Ледяная мысль была не только в голове. Ее испугалось и тело, Все нутро стискивалось в

один комок, тесный до острой боли. Николай отбросил картонную обложку учебника, чтобы

отвлечься. На мгновение это удалось, но тут же ужас ударил такой сильной волной, что

Бояркин услышал шум возбужденной крови в самом себе. Николай понял, что, для того

чтобы отвлечься, нужно двигаться. Он поднялся, разобрал постель, разделся, выключил

лампу и лег. Отец, мать и маленькая сестренка Анютка уже спали. Они тоже были такими же,

как он, смертными. Их потом тоже никогда, никогда не будет. Вообще все люди – смертные.

На полу тихо лежала плоская и страшная полоса лунного света. Сердце так стучалось из

груди, что Николай впервые его услышал и испугался, решив, что это кто-то потусторонний

отсчитывает секунды его жизни. Он влез под одеяло, заткнул уши, но тиканье только

усилилось. Да, это отсчитывалось его время. Оно не может отсчитываться слишком долго.

Эта тоненькая ниточка сердца не может сокращаться всегда. Николай откинул одеяло и

увидел, что в лунный свет мягко вошла кошка. Он подхватил ее, теплую, и положил рядом.

Кошка свернулась и замурлыкала. "Счастливая ты, – прошептал ей Николай, – ты ничего не

понимаешь". Но и сам он не мог еще полностью осознать, как это можно откуда-то взяться,

быть, а потом насовсем исчезнуть. Ведь это же так просто – жить, жить, жить.

Заснул он незаметно, совершенно обессиленный, на скомканной простыне.

Мучения Бояркина продолжались много вечеров. Смерть представлялась ему

пропастью, в которую он тоже когда-нибудь полетит, и если уж это неизбежно, то полетит не

тихо и покорно, как другие, а ворвется в смерть с таким криком, что эхо разнесется по всем

ее закоулкам.

А потом это гнетущее переживание вытеснилось другим – ярким и по счастливому

мучительным: Николай впервые влюбился. Ее звали Наташа – Наташа Красильникова. У нее

была русая косичка и чуть раскосые глаза, Она была отличницей. Бояркин скрупулезно копил

в душе все волнующие впечатления. Как-то на дне рождения у дружка – Игорька Крышина

ему выпало сидеть рядом с Наташей и есть пельмени из одной тарелки. У него тогда дрожали

и руки, и ноги. Увидев в этом случае нечто символическое, четвероклассник не спал почти

всю ночь. Позже на пришкольном участке он в паре с Наташей сажал саженцы. Это

показалось еще значительней, чем с пельменями. Но Наташа его не замечала. Тогда Николай

отважился на записку, а когда принялся писать, то блокнотные листки пошли один за другим.

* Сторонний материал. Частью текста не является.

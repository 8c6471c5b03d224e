use criterion::{Criterion, criterion_group, criterion_main};
use pagesmith_engine::Book;
mod common;

fn bench_book_construction(c: &mut Criterion) {
    let mut group = c.benchmark_group("book");
    group.sample_size(10);

    let content = common::generate_manuscript(500);
    group.bench_function("build", |b| {
        b.iter(|| {
            let book = Book::new(std::hint::black_box(&content)).unwrap();
            std::hint::black_box(book);
        });
    });

    let book = Book::new(&content).unwrap();
    group.bench_function("dump", |b| {
        b.iter(|| {
            for page in book.pages() {
                std::hint::black_box(page.dump());
            }
        });
    });

    group.finish();
}

criterion_group!(benches, bench_book_construction);
criterion_main!(benches);
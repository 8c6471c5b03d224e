// Benchmark helper functions - Rust's dead code analysis doesn't understand
// that these are used by benchmark files in the same directory
// See: https://users.rust-lang.org/t/cargo-rustc-benches-awarnings/110111/2
#[allow(dead_code)]
pub fn generate_manuscript(pages: usize) -> String {
    let body = "$h2>Rozdział\n$>Był €ciepły€ wieczór i w domu panowała cisza.\nA potem ktoś zapukał do drzwi.\n$cyt>$>„Kto tam?” – zapytała.\n$t4>$>koniec";
    (1..=pages)
        .map(|n| format!("Str{n}\n{body}"))
        .collect::<Vec<_>>()
        .join("\n")
}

Туда надо было выложить всю душу, а душа впервые обнаруживалась вдруг такой громадной.

Слова "я тебя люблю" были много раз написаны и прописью, и печатными буквами, в

различных рамках, с восклицательными, вопросительными знаками, с многоточиями и,

наконец, зашифрованы цифровым кодом, ходившим по школе. Цифры, которые замещали

такую необъятную фразу, казались магическими. Сочинение, написанное на одном дыхании,

он, боясь перечитывать, аккуратно упаковал в конвертик и, не зная, что еще придумать,

написал с обеих сторон "совершенно секретно" и нарисовал черепа, какие обычно

изображают на высоковольтных столбах. Однако этот сильнейший заряд остался без

внимания. Николай: замкнулся, похудел. Через неделю написал еще. Потом еще. И вот ему в

руку вложен краткий ответ. Наташа смеялась надо всем, а больше всего над пельменями.

Дома Николай несколько раз перечитал записку, потом присел перед печкой, поджег уголочек

листка и смотрел до тех пор, пока злые слова не почернели и не рассыпались золой. Он

плакал, но слезы не вылечили и не освободили.

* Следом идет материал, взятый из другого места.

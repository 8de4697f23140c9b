//! Policies and ordered policy sets.

use std::fmt::{Display, Formatter, Result as FmtResult};

use serde::{Deserialize, Serialize};
use strum_macros::{Display as StrumDisplay, EnumString};
use utoipa::ToSchema;

use crate::ast::{Expr, Var};
use crate::error::PolicyError;

use super::{EntityType, EntityUid, PolicyId, Value};

#[derive(
    Debug,
    Clone,
    Copy,
    PartialEq,
    Eq,
    Hash,
    Serialize,
    Deserialize,
    ToSchema,
    StrumDisplay,
    EnumString,
)]
#[serde(rename_all = "lowercase")]
#[strum(serialize_all = "lowercase")]
pub enum Effect {
    Permit,
    Forbid,
}

/// Constraint on one of the principal, action or resource slots.
#[derive(Debug, Clone, PartialEq, Eq)]
pub enum ScopeConstraint {
    Any,
    Eq(EntityUid),
    In(EntityUid),
    InSet(Vec<EntityUid>),
    Is(EntityType),
    IsIn(EntityType, EntityUid),
}

impl ScopeConstraint {
    /// Lowers the constraint to a boolean expression over `var`.
    pub fn to_expr(&self, var: Var) -> Expr {
        let subject = Expr::var(var);
        match self {
            ScopeConstraint::Any => Expr::val(true),
            ScopeConstraint::Eq(uid) => Expr::eq(subject, Expr::entity(uid.clone())),
            ScopeConstraint::In(uid) => Expr::is_in(subject, Expr::entity(uid.clone())),
            ScopeConstraint::InSet(uids) => Expr::is_in(
                subject,
                Expr::val(Value::set(uids.iter().cloned().map(Value::EntityUid))),
            ),
            ScopeConstraint::Is(ty) => Expr::is_entity_type(subject, ty.clone()),
            ScopeConstraint::IsIn(ty, uid) => {
                Expr::is_entity_type_in(subject, ty.clone(), Expr::entity(uid.clone()))
            }
        }
    }
}

#[derive(Debug, Clone, Copy, PartialEq, Eq, Hash, StrumDisplay)]
#[strum(serialize_all = "lowercase")]
pub enum ConditionKind {
    When,
    Unless,
}

#[derive(Debug, Clone, PartialEq, Eq)]
pub struct Condition {
    pub kind: ConditionKind,
    pub body: Expr,
}

impl Condition {
    pub fn when(body: Expr) -> Self {
        Condition {
            kind: ConditionKind::When,
            body,
        }
    }

    pub fn unless(body: Expr) -> Self {
        Condition {
            kind: ConditionKind::Unless,
            body,
        }
    }

    /// The condition as a boolean expression that must hold for a match.
    pub fn to_expr(&self) -> Expr {
        match self.kind {
            ConditionKind::When => self.body.clone(),
            ConditionKind::Unless => Expr::not(self.body.clone()),
        }
    }
}

#[derive(Debug, Clone, PartialEq, Eq)]
pub struct Policy {
    pub effect: Effect,
    pub principal: ScopeConstraint,
    pub action: ScopeConstraint,
    pub resource: ScopeConstraint,
    pub conditions: Vec<Condition>,
}

impl Policy {
    /// A policy with an unconstrained scope and no conditions.
    pub fn new(effect: Effect) -> Self {
        Policy {
            effect,
            principal: ScopeConstraint::Any,
            action: ScopeConstraint::Any,
            resource: ScopeConstraint::Any,
            conditions: Vec::new(),
        }
    }

    pub fn permit() -> Self {
        Policy::new(Effect::Permit)
    }

    pub fn forbid() -> Self {
        Policy::new(Effect::Forbid)
    }

    pub fn with_principal(mut self, scope: ScopeConstraint) -> Self {
        self.principal = scope;
        self
    }

    pub fn with_action(mut self, scope: ScopeConstraint) -> Self {
        self.action = scope;
        self
    }

    pub fn with_resource(mut self, scope: ScopeConstraint) -> Self {
        self.resource = scope;
        self
    }

    pub fn when(mut self, body: Expr) -> Self {
        self.conditions.push(Condition::when(body));
        self
    }

    pub fn unless(mut self, body: Expr) -> Self {
        self.conditions.push(Condition::unless(body));
        self
    }

    /// The whole policy as one boolean expression:
    /// `principal && (action && (resource && (c1 && c2)))`.
    pub fn to_expr(&self) -> Expr {
        let mut parts = vec![
            self.principal.to_expr(Var::Principal),
            self.action.to_expr(Var::Action),
            self.resource.to_expr(Var::Resource),
        ];
        parts.extend(self.conditions.iter().map(Condition::to_expr));

        let mut parts = parts.into_iter().rev();
        let last = parts.next().unwrap_or_else(|| Expr::val(true));
        parts.fold(last, |acc, part| Expr::and(part, acc))
    }
}

impl Display for Policy {
    fn fmt(&self, f: &mut Formatter<'_>) -> FmtResult {
        write!(f, "{}({})", self.effect, self.to_expr())
    }
}

/// An ordered collection of uniquely named policies.
#[derive(Debug, Clone, Default, PartialEq, Eq)]
pub struct PolicySet {
    policies: Vec<(PolicyId, Policy)>,
}

impl PolicySet {
    pub fn new() -> Self {
        PolicySet::default()
    }

    pub fn from_policies<I, K>(policies: I) -> Result<Self, PolicyError>
    where
        I: IntoIterator<Item = (K, Policy)>,
        K: Into<PolicyId>,
    {
        let mut set = PolicySet::new();
        for (id, policy) in policies {
            set.add(id, policy)?;
        }
        Ok(set)
    }

    pub fn add(&mut self, id: impl Into<PolicyId>, policy: Policy) -> Result<(), PolicyError> {
        let id = id.into();
        if self.get(&id).is_some() {
            return Err(PolicyError::DuplicatePolicyId(id.to_string()));
        }
        self.policies.push((id, policy));
        Ok(())
    }

    pub fn get(&self, id: &PolicyId) -> Option<&Policy> {
        self.policies
            .iter()
            .find(|(pid, _)| pid == id)
            .map(|(_, policy)| policy)
    }

    pub fn iter(&self) -> impl Iterator<Item = (&PolicyId, &Policy)> {
        self.policies.iter().map(|(id, policy)| (id, policy))
    }

    pub fn ids(&self) -> Vec<PolicyId> {
        self.policies.iter().map(|(id, _)| id.clone()).collect()
    }

    pub fn len(&self) -> usize {
        self.policies.len()
    }

    pub fn is_empty(&self) -> bool {
        self.policies.is_empty()
    }
}

#[cfg(test)]
mod tests {
    use super::*;

    fn alice() -> EntityUid {
        EntityUid::new("User", "alice")
    }

    #[test]
    fn test_to_expr_right_associates() {
        let policy = Policy::permit()
            .with_principal(ScopeConstraint::Eq(alice()))
            .with_resource(ScopeConstraint::Is(EntityType::new("Photo")))
            .when(Expr::get_attr(Expr::context(), "mfa"))
            .unless(Expr::get_attr(Expr::resource(), "private"));

        assert_eq!(
            policy.to_expr().to_string(),
            r#"((principal == User::"alice") && (true && ((resource is Photo) && (context["mfa"] && !(resource["private"])))))"#
        );
    }

    #[test]
    fn test_scope_lowering() {
        let group = EntityUid::new("Group", "admins");
        assert_eq!(
            ScopeConstraint::IsIn(EntityType::new("User"), group.clone())
                .to_expr(Var::Principal)
                .to_string(),
            r#"(principal is User in Group::"admins")"#
        );
        assert_eq!(
            ScopeConstraint::InSet(vec![group]).to_expr(Var::Action).to_string(),
            r#"(action in [Group::"admins"])"#
        );
    }

    #[test]
    fn test_policy_set_rejects_duplicates() {
        let result = PolicySet::from_policies([
            ("p0", Policy::permit()),
            ("p0", Policy::forbid()),
        ]);
        assert!(matches!(result, Err(PolicyError::DuplicatePolicyId(id)) if id == "p0"));
    }

    #[test]
    fn test_policy_set_keeps_order() {
        let set = PolicySet::from_policies([
            ("b", Policy::permit()),
            ("a", Policy::forbid()),
        ])
        .unwrap();
        assert_eq!(set.ids(), vec![PolicyId::new("b"), PolicyId::new("a")]);
        assert_eq!(set.get(&PolicyId::new("a")).map(|p| p.effect), Some(Effect::Forbid));
    }
}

Первой его мечтой стала мечта о море. Николай завел своеобразную "мечтательную"

тетрадку с рисунками, с вырезками из газет и журналов, с цитатами из книг, с толкованием

романтических терминов: ахтерпик, шпангоуты, полубак, ватерлиния, киль, клотик. От таких

слов кружилась голова, и дышалось глубже. На обложке тетради выведен девиз, которым

стали строчки из слышанного по радио стихотворения: "Пусть будет жизнь достойно

прожита: ведь после этой не дадут другую". Под "достойным" подразумевалось сделаться

моряком и проплыть по всем морям и океанам. Он видел себя в бескозырке, в бушлате, в

тельняшке и в брюках клеш!

Часто, сидя на крыше, Николай пытался вместо округлых лысых сопок вокруг увидеть

голубую бесконечную даль. Неужели воды могло существовать больше, чем в Шунде,

которую местами можно перекинуть плоской, зализанной плиточкой? Правда, при разливе

Шунда расширялась, Рассказывали, будто на лугу, что ниже села, стояла когда-то целая

улица, которую слизнуло наводнением. Теперь же там намечалось строительство сразу

нескольких улиц: в силу реки уже не верили. Море не поддавалось никакому воображению, и

даже во сне его корабль, похожий на белую двухэтажную школу, шел по Шунде, а Николай,

стоя на мостике, приветствовал оба берега сразу.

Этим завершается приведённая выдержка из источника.